Leon Draisaitl: der Eis-Nowitzki
Die NBA-Legende ist das große Idol des Nationalspielers
Weitestgehend unbemerkt von der deutschen Öffentlichkeit hat sich der 23-jährige Leon Draisaitl zu einem der besten Eishockeyspieler der Welt entwickelt.
Edmonton All Star, zweitbester Schütze der Liga, bester deutscher Schütze in der Geschichte der nordamerikanischen Profiliga – die Rede ist nicht von Basketballlegende Dirk Nowitzki.
Nein, diese Attribute vereint Deutschlands bester Eishockeyspieler Leon Draisaitl auf sich.
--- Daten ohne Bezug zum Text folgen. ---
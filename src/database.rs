use sqlx::{postgres::PgPoolOptions, Pool, Postgres};
use std::time::Duration;
use tracing::info;

use crate::config::DatabaseConfig;
use crate::store::PgHoldStore;

#[derive(Clone)]
pub struct Database {
    pub pool: Pool<Postgres>,
}

impl Database {
    pub async fn connect(database_url: &str, config: &DatabaseConfig) -> Result<Self, sqlx::Error> {
        let pool = PgPoolOptions::new()
            .max_connections(config.pool_size)
            .acquire_timeout(Duration::from_secs(5))
            .connect(database_url)
            .await?;
        info!("Database connected (pool size {})", config.pool_size);
        Ok(Database { pool })
    }

    /// Creates the hold tables and the catalog tables when they are absent.
    pub async fn run_migrations(&self) -> Result<(), sqlx::migrate::MigrateError> {
        info!("Running database migrations...");
        sqlx::migrate!("./src/migrations").run(&self.pool).await?;
        info!("Migrations completed");
        Ok(())
    }

    pub fn hold_store(&self) -> PgHoldStore {
        PgHoldStore::new(self.pool.clone())
    }
}
use serde::{Deserialize, Serialize};
use sqlx::FromRow;
use uuid::Uuid;

use crate::models::SeatCategory;

#[derive(Debug, Clone, Serialize, Deserialize)]
#[serde(rename_all = "camelCase")]
pub struct Seat {
    pub id: Uuid,
    pub concert_id: Uuid,
    pub category_id: Uuid,
    pub label: String,
    pub row: i32,
    pub column: i32,
}

/// A seat as captured into a hold: label, category and the price at hold time.
#[derive(Debug, Clone, PartialEq, Eq, FromRow, Serialize, Deserialize)]
#[serde(rename_all = "camelCase")]
pub struct HeldSeat {
    #[serde(rename = "id")]
    pub seat_id: Uuid,
    pub seat_label: String,
    pub category_name: String,
    pub price: i64,
}

impl HeldSeat {
    pub fn capture(seat: &Seat, category: &SeatCategory) -> Self {
        Self {
            seat_id: seat.id,
            seat_label: seat.label.clone(),
            category_name: category.name.clone(),
            price: category.price,
        }
    }
}

#[derive(Debug, Clone, Copy, PartialEq, Eq, Serialize, Deserialize)]
#[serde(rename_all = "SCREAMING_SNAKE_CASE")]
pub enum SeatStatus {
    Available,
    OnHold,
    Sold,
}

#[derive(Debug, Clone, Serialize)]
#[serde(rename_all = "camelCase")]
pub struct SeatMapEntry {
    pub id: Uuid,
    pub seat_label: String,
    pub category_id: Uuid,
    pub status: SeatStatus,
    pub row: i32,
    pub column: i32,
}

#[derive(Debug, Clone, Serialize)]
#[serde(rename_all = "camelCase")]
pub struct SeatMap {
    pub concert_id: Uuid,
    pub concert_title: String,
    pub categories: Vec<SeatCategory>,
    pub seats: Vec<SeatMapEntry>,
}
Der 23-Jährige spielt seine fünfte NHL-Saison und verbucht bei noch 17 ausstehenden Spielen bereits jetzt die erfolgreichste Saison eines deutschen Profis der NHL-Geschichte.
Draisaitl und Eishockey? Da war doch was. Leons Vater Peter ist ehemaliger deutscher Nationalspieler und aktueller Trainer der Kölner Haie in der DEL. Einigen dürfte noch sein Penalty-Fehlschuss im Olympia-Viertelfinale von Albertville 1992 in Erinnerung sein, als der Puck gegen Kanada auf der Linie liegen blieb und die DEB-Auswahl die Sensation gegen Kanada verpasste.
Filius Leon war damals noch nicht geboren. Die Eishockeyleidenschaft liegt ihm trotzdem im Blut. Dass es nicht immer einfach ist, aus dem Schatten des erfolgreichen Vaters zu treten, weiß auch Leon: „Mal öffnet es Türen, mal weckt es große Erwartungen“, sagt er im Rückblick. Türen öffnete er dank seines Talents auch selbst; die in ihn gesetzten Erwartungen wollte keiner mehr erfüllen als Draisaitl selbst. Schon als Teenager hat er ein Ziel, das der Vater nie erreichte: eines Tage in der NHL zu spielen.
Diesem Wunsch ordnet er alles unter: Mit 14 verlässt er die Kölner Heimat, wechselt zu den Adlern nach Mannheim. Ohne Mama und Papa lernt er früh, auf eigenen Beinen zu stehen und für seine Entscheidungen geradezustehen: „Als ich die Chance hatte, nach Mannheim zu gehen, hat mein Vater gesagt, ich solle selbst entscheiden.“
Dass die Entscheidung für die Jungadler die richtige war, zeigt sich schnell. Er überzeugt in Mannheim, durchläuft die Jugendkader des Deutschen Eishockey-Bundes – und mit 17 locken ihn die Prince Albert Raiders in die kanadische Juniorenliga WHL. Technisch gilt der Teenager als begnadet, in Amerika lernt er jedoch schnell, dass er läuferisch und körperlich zulegen muss. Oder wie Draisaitl sagt: „Ich habe von meinem Papa das Spielverständnis und die Hände in die Wiege gelegt bekommen – leider aber auch seine läuferischen Fähigkeiten.“ Daher galt für ihn in Kanada: „Das Skaten und das Körperspiel musste ich verbessern.“
Gesagt, getan. In seiner ersten WHL-Saison wird er 2013 zum besten Neuling gewählt, ein Jahr später gehört er zu den besten Nachwuchstalenten der Welt. „Einer wie Evgeni Malkin“, sagt der damalige deutsche Junioren-Nationaltrainer Ron Chyzowski über ihn. Ein großer Vergleich, gilt Malkin doch seit einem Jahrzehnt als einer der begnadetsten Kufencracks der NHL. Auch die Edmonton Oilers erkennen das Talent des jungen Deutschen und ziehen ihn im Sommer 2014 an dritter Stelle im NHL-Draft.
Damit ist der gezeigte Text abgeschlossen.